Eat That Frog! 21 Great Ways to Stop Procrastinating and Get More Done in Less Time. By Brian Tracy. (Second edition)
In mid-2015 I set a goal for myself. It was one of the first goals that I created for myself in my pursuit to become a better, smarter, higher paid, and happier employee. My goal was to read 25 books within a year that were related to productivity, procrastination, time management, management, or anything else that could help me evolve into a better employee and person. “Eat That Frog” was one of the first books I read on my journey.
It’s a simple read. Brian Tracy doesn’t waste time on flowery language and doesn’t spend five pages writing about something that can be covered in one. He gets to the point quickly and moves on. Other books have helped me improve in many ways, but I think it’s one of the best books available to help get organized and be more productive.
Of the 21 ways he writes about getting more done, the ideas that made the most important impact on me were A) getting organized (planning, prioritizing, focusing on the most important tasks), B) determining my most important skills and improving them, C) scheduling my work time to block out times for productivity (and also for breaks), and D) NOT becoming a slave to technology and/or social media. Two years later I still feel like these are just as important, if not more.
The one thing that made the most significant impact though was mentioned in my previous post.
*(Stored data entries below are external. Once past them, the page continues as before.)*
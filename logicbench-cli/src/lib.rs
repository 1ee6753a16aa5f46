//! LogicBench CLI Library
//!
//! Command-line entry point: parses arguments, builds the selected cases,
//! runs the harness and writes the report.
//!
//! # Example
//!
//! ```ignore
//! fn main() -> anyhow::Result<()> {
//!     logicbench_cli::run()
//! }
//! ```

mod config;
mod executor;

pub use config::RunConfig;
pub use executor::{
    build_report, build_report_meta, execute, format_human_output, Execution, ProgressObserver,
};

use clap::{Parser, Subcommand};
use logicbench_core::{JsonLogicEvaluator, TestCase, DEFAULT_SEED};
use logicbench_report::{
    generate_csv_report, generate_html_report, generate_json_report, OutputFormat, Report,
    ViewState,
};
use rayon::ThreadPoolBuilder;
use std::io::Write;
use std::path::PathBuf;
use tracing_subscriber::EnvFilter;

/// LogicBench CLI arguments
#[derive(Parser, Debug)]
#[command(name = "logicbench")]
#[command(author, version, about = "Time a JSON Logic evaluator against a suite of rules")]
pub struct Cli {
    #[command(subcommand)]
    pub command: Option<Commands>,

    /// Filter test cases by regex pattern on their names
    #[arg(default_value = ".*")]
    pub filter: String,

    /// Output format: human, json, csv, html
    #[arg(long, default_value = "human")]
    pub format: String,

    /// Output file (stdout if not specified)
    #[arg(short, long)]
    pub output: Option<PathBuf>,

    /// JSON case file to run instead of the built-in suite
    #[arg(long)]
    pub cases: Option<PathBuf>,

    /// Timed passes per case (overrides each case's own count)
    #[arg(long)]
    pub iterations: Option<u64>,

    /// Seed for generated inputs
    #[arg(long, default_value_t = DEFAULT_SEED)]
    pub seed: u64,

    /// Stop at the first failing case
    #[arg(long)]
    pub fail_fast: bool,

    /// Show the data and results of this case (repeatable)
    #[arg(long, value_name = "NAME")]
    pub expand: Vec<String>,

    /// Show the data and results of every case
    #[arg(long)]
    pub expand_all: bool,

    /// Dry run - list cases without executing
    #[arg(long)]
    pub dry_run: bool,

    /// Verbose output
    #[arg(short, long)]
    pub verbose: bool,

    /// Number of threads used to generate case inputs
    /// 0 = use all available cores (default)
    #[arg(long, short = 'j', default_value = "0")]
    pub threads: usize,
}

/// CLI subcommands
#[derive(Subcommand, Debug)]
pub enum Commands {
    /// List the cases that would run
    List,
    /// Run the benchmark (default)
    Run,
}

/// Run the LogicBench CLI with the process arguments.
pub fn run() -> anyhow::Result<()> {
    let cli = Cli::parse();
    run_with_cli(cli)
}

/// Run the LogicBench CLI with pre-parsed arguments.
pub fn run_with_cli(cli: Cli) -> anyhow::Result<()> {
    init_tracing(cli.verbose);

    let config = RunConfig::from_cli(&cli)?;

    if config.threads > 0 {
        ThreadPoolBuilder::new()
            .num_threads(config.threads)
            .build_global()
            .ok(); // Ignore error if already initialized
    }

    match cli.command {
        Some(Commands::List) => list_cases(&config),
        Some(Commands::Run) => run_benchmark(&config),
        None if cli.dry_run => list_cases(&config),
        None => run_benchmark(&config),
    }
}

/// Logs go to stderr so reports on stdout stay machine-readable.
/// `RUST_LOG` takes precedence over the `-v` default.
fn init_tracing(verbose: bool) {
    let filter = EnvFilter::try_from_default_env().unwrap_or_else(|_| default_filter(verbose));
    tracing_subscriber::fmt()
        .with_env_filter(filter)
        .with_writer(std::io::stderr)
        .init();
}

fn default_filter(verbose: bool) -> EnvFilter {
    EnvFilter::new(if verbose {
        "logicbench=debug"
    } else {
        "logicbench=info"
    })
}

fn list_cases(config: &RunConfig) -> anyhow::Result<()> {
    let cases = config.load_cases()?;
    print!("{}", format_plan(&cases));
    Ok(())
}

/// The cases a run would execute, as a tree
pub fn format_plan(cases: &[TestCase]) -> String {
    let mut output = String::from("LogicBench Plan:\n");
    for case in cases {
        output.push_str(&format!(
            "├── {} ({} inputs × {} iterations, complexity {})\n",
            case.name(),
            case.input().len(),
            case.iterations(),
            logicbench_core::complexity_score(case.rule())
        ));
    }
    output.push_str(&format!("{} cases found.\n", cases.len()));
    output
}

fn run_benchmark(config: &RunConfig) -> anyhow::Result<()> {
    let cases = config.load_cases()?;

    if cases.is_empty() {
        eprintln!("No test cases found.");
        return Ok(());
    }

    eprintln!("Running {} cases against {}...\n", cases.len(), JsonLogicEvaluator::NAME);

    let mut execution = execute(&cases, config.policy, ProgressObserver::new());
    apply_expansion(&mut execution.view, config);

    let meta = build_report_meta(JsonLogicEvaluator::NAME, config.report_seed());
    let report = build_report(&execution, meta);

    let output = render(&report, &execution.view, config.format)?;
    write_output(&output, config)?;

    // Exit with appropriate code
    if report.summary.failed > 0 {
        eprintln!("\n{} case(s) failed", report.summary.failed);
        std::process::exit(1);
    }

    Ok(())
}

/// Open the detail panels requested on the command line
pub fn apply_expansion(view: &mut ViewState, config: &RunConfig) {
    if config.expand_all {
        view.expand_all();
        return;
    }
    for name in &config.expand {
        if !view.toggle_named(name) {
            tracing::warn!(case = name.as_str(), "--expand names no case in this run");
        }
    }
}

/// Render a report in the chosen format
pub fn render(report: &Report, view: &ViewState, format: OutputFormat) -> anyhow::Result<String> {
    Ok(match format {
        OutputFormat::Json => generate_json_report(report)?,
        OutputFormat::Csv => generate_csv_report(report),
        OutputFormat::Html => generate_html_report(report, view.expansion()),
        OutputFormat::Human => format_human_output(report, view),
    })
}

fn write_output(output: &str, config: &RunConfig) -> anyhow::Result<()> {
    if let Some(ref path) = config.output {
        let mut file = std::fs::File::create(path)?;
        file.write_all(output.as_bytes())?;
        eprintln!("Report written to: {}", path.display());
    } else {
        print!("{}", output);
    }
    Ok(())
}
I keep a list of tasks to keep me focused. The book mentions having separate lists for daily/weekly/monthly tasks and keeping them updated all the time, but that system didn’t work well for me. I didn’t like multiple lists that all needed attention so I combined everything into one basic list. I still use it constantly, all day, every day, and not only did I stop forgetting to do things, I learned to set and track goals and deadlines and my bosses saw an immediate improvement in my work.
Two years later I’m in a very different position than when I started using task lists and I have very different duties, but I still use my tracker. It has evolved significantly since I started using a list at all, and now it is indispensable.
Below is a week of my current daily/weekly/monthly planner and checklist for December, 2017 in Microsoft OneNote 2016. I put the monthly goals at the top, above the calendar, then separate the month into weekly chunks with their own goals based on the monthly goals, and finally the daily goals based on the weekly goals. Though I show only three goals in each section below, I actually have many more in my working list.
This system has helped my productivity and organization reach new levels that I never thought possible for me. I’m now tracking the daily chores related to 150+ requests and projects simultaneously.
As the book says, there are 21 ways suggested to stop procrastinating and get more done in less time. I suggest everyone read the book (it will take very little time) and adopt a few recommendations and see if they help. I’m sure everyone can find at least one or two items in the book that will help them evolve into a better, more productive, and happier person and employee.